Those suspected to be infected with the Covid-19 virus can now be quarantined in public facilities for free.
The government announced the change on Wednesday as the country continued to record double digit increases in new infections.
While announcing a total of 582 confirmed cases since March 13, Health Cabinet Secretary Mutahi Kagwe said tests in government facilities will also be free of charge.
“The ministry would like to announce that the cost of targeted testing and that of government quarantine facilities shall be met by the government effective today,” he said.
The move is meant to encourage more Kenyans to get tested as many had expressed fears of being forced to foot steep bills at quarantine centres if they test positive.
Hours after Mr Kagwe’s announcement, the National Assembly passed a motion compelling the government to pay the bills for people taken into mandatory quarantine.
The motion, moved by Mvita MP Abdulswamad Nassir, exempts those isolated due violation of social distancing and curfew rules.
“It is unfair to make people pay for their quarantine at this time when everyone is facing difficult times,” Mr Nassir said.
The lawmaker said some people, especially in Mombasa, have been detained in quarantine facilities after failing to raise the quarantine fees.
Kenyan patients travelling from abroad in the coming days, Mr Kagwe said, will be allowed to isolate at home and other facilities as advised by their doctors.
The CS expressed concern over patients staying at home while sick, stating that two people have died of Covid-19 at home in Mombasa, raising the death toll to 26.
This raised the number of Covid-19 cases identified posthumously to seven.
Acting Director-General of Health, Dr Patrick Amoth, said people dying of the disease at home posed grave danger to those around them.
He said that during this flu season, it may be difficult to distinguish between the flu and Covid-19 and urge those with symptoms to call the Covid-19 helpline.
A record high of 47 new cases from 1,564 samples was announced on Wednesday.
The ministry said 32 of the cases were recorded in Mombasa, 11 in Nairobi, two in Busia and one each in Kiambu and Kwale.
“One patient at Kenyatta National Hospital came to Kenya from Tanzania through Loitokitok using matatus,” Mr Kagwe said.
The CS also reported that eight more people had been discharged, raising the country’s total number of recoveries to 190.

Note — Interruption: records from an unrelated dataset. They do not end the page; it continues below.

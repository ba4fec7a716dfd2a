//! Workload Identity Token Refresh Agent
//!
//! Refreshes the `password` field of a Kubernetes Secret (typically an Argo CD
//! repository credential) with an Entra ID access token for Azure DevOps,
//! obtained through AKS Workload Identity instead of a long-lived PAT.
//!
//! ## Flow
//!
//! 1. **Resolve**: read tenant and client IDs from the ServiceAccount annotations
//! 2. **Fetch**: request a projected token for `api://AzureADTokenExchange`
//! 3. **Exchange**: present it as a client assertion to Entra ID
//! 4. **Publish**: merge-patch the access token into the Secret
//!
//! Each run performs exactly one pass; the first failure ends it. Retrying is
//! left to whatever schedules the agent (usually a CronJob).
//!
//! ## Example Usage
//!
//! ```ignore
//! use workload_token_agent::agents::token_refresh::{
//!     EntraTokenExchanger, KubeIdentityDirectory, KubeSecretStore, RefreshConfig, TokenRefresher,
//! };
//! use tokio_util::sync::CancellationToken;
//!
//! let config = RefreshConfig::new(Some("argocd".into()), Some("repo-creds".into()), Some("argocd-sa".into()))?;
//! let client = kube::Client::try_default().await?;
//! let mut refresher = TokenRefresher::new(
//!     config.clone(),
//!     KubeIdentityDirectory::new(client.clone()),
//!     EntraTokenExchanger::new(&config.authority_host)?,
//!     KubeSecretStore::new(client),
//! );
//! let secret = refresher.run(&CancellationToken::new()).await?;
//! ```

pub mod config;
pub mod exchange;
pub mod identity;
pub mod publisher;
pub mod types;

#[cfg(test)]
pub(crate) mod testing;

use std::future::Future;

use k8s_openapi::api::core::v1::Secret;
use tokio_util::sync::CancellationToken;
use tracing::{debug, info, warn};

pub use config::RefreshConfig;
pub use exchange::{
    default_scope, AssertionSource, AssertionUnavailable, EntraTokenExchanger, ProjectedAssertion,
    TokenExchanger,
};
pub use identity::{
    fetch_projected_token, resolve_identity, DirectoryError, IdentityDirectory,
    KubeIdentityDirectory,
};
pub use publisher::{publish_access_token, CredentialStore, KubeSecretStore, StoreError};
pub use types::{
    FederatedAccessToken, IdentityBinding, ProjectedToken, RefreshFailure, RefreshState,
    TokenRefreshError,
};

/// One-shot orchestrator for the refresh pipeline
///
/// Moves `Init → Resolving → Fetching → Exchanging → Publishing → Done`, or to
/// `Failed` from whichever stage was in flight.
pub struct TokenRefresher<D, E, S> {
    config: RefreshConfig,
    directory: D,
    exchanger: E,
    store: S,
    state: RefreshState,
}

impl<D, E, S> TokenRefresher<D, E, S>
where
    D: IdentityDirectory,
    E: TokenExchanger,
    S: CredentialStore,
{
    pub fn new(config: RefreshConfig, directory: D, exchanger: E, store: S) -> Self {
        Self {
            config,
            directory,
            exchanger,
            store,
            state: RefreshState::Init,
        }
    }

    pub fn state(&self) -> RefreshState {
        self.state
    }

    /// Run the pipeline once and return the updated Secret
    ///
    /// Cancelling `cancel` aborts the in-flight call and fails the run with
    /// `TokenRefreshError::Cancelled`.
    pub async fn run(&mut self, cancel: &CancellationToken) -> Result<Secret, RefreshFailure> {
        if self.state != RefreshState::Init {
            return Err(RefreshFailure {
                stage: self.state,
                error: TokenRefreshError::AlreadyRan(self.state),
            });
        }

        let namespace = self.config.namespace.clone();
        let service_account = self.config.service_account.clone();

        info!(
            namespace = %namespace,
            service_account = %service_account,
            secret = %self.config.secret_name,
            "Starting token refresh"
        );

        self.transition(RefreshState::Resolving);
        let result = guarded(
            cancel,
            RefreshState::Resolving,
            resolve_identity(&self.directory, &namespace, &service_account),
        )
        .await;
        let binding = self.check(result)?;

        self.transition(RefreshState::Fetching);
        let result = guarded(
            cancel,
            RefreshState::Fetching,
            fetch_projected_token(
                &self.directory,
                &namespace,
                &service_account,
                &self.config.audiences,
            ),
        )
        .await;
        let projected = self.check(result)?;

        self.transition(RefreshState::Exchanging);
        let assertion = ProjectedAssertion::from(projected);
        let result = guarded(
            cancel,
            RefreshState::Exchanging,
            self.exchanger.exchange(&binding, &assertion),
        )
        .await;
        let access_token = self.check(result)?;

        self.transition(RefreshState::Publishing);
        let result = guarded(
            cancel,
            RefreshState::Publishing,
            publish_access_token(&self.store, &namespace, &self.config.secret_name, &access_token),
        )
        .await;
        let secret = self.check(result)?;

        self.transition(RefreshState::Done);
        info!(secret = %self.config.secret_name, "Token refresh completed");

        Ok(secret)
    }

    fn transition(&mut self, next: RefreshState) {
        debug_assert!(
            !self.state.is_terminal(),
            "no transition out of terminal state {}",
            self.state
        );
        debug!(from = %self.state, to = %next, "Refresh state transition");
        self.state = next;
    }

    fn check<T>(&mut self, result: Result<T, TokenRefreshError>) -> Result<T, RefreshFailure> {
        result.map_err(|error| {
            let stage = self.state;
            warn!(stage = %stage, error = %error, "Token refresh failed");
            self.transition(RefreshState::Failed);
            RefreshFailure { stage, error }
        })
    }
}

/// Race a stage against the cancellation token, preferring cancellation
async fn guarded<T, F>(
    cancel: &CancellationToken,
    stage: RefreshState,
    call: F,
) -> Result<T, TokenRefreshError>
where
    F: Future<Output = Result<T, TokenRefreshError>>,
{
    tokio::select! {
        biased;
        _ = cancel.cancelled() => Err(TokenRefreshError::Cancelled(stage)),
        result = call => result,
    }
}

There are 222 people admitted in various facilities across the country, with one in critical care at the Kenyatta University Hospital.
Regarding transport restrictions, the government said cargo drivers must be tested at least 48 hours before travel and be issued with a Covid-19 free certificate that will be valid for 14 days.
“Before being let into the Mombasa Port, Nairobi and Naivasha, as well as at the border points, they will be required to submit the certificate,” Transport Cabinet Secretary James Macharia said.
He also noted that the commuter rail service had been identified as high risk, therefore, 40 coaches had been added to the 60 already in service to ensure physical distancing.
“There is also a sanitiser tunnel that commuters must pass through before getting into the train to ensure they don’t carry the virus into it,” the CS said.
Mr Macharia also announced that a brand new ferry brought into the country late last month will be commissioned today to promote social distancing and improve services.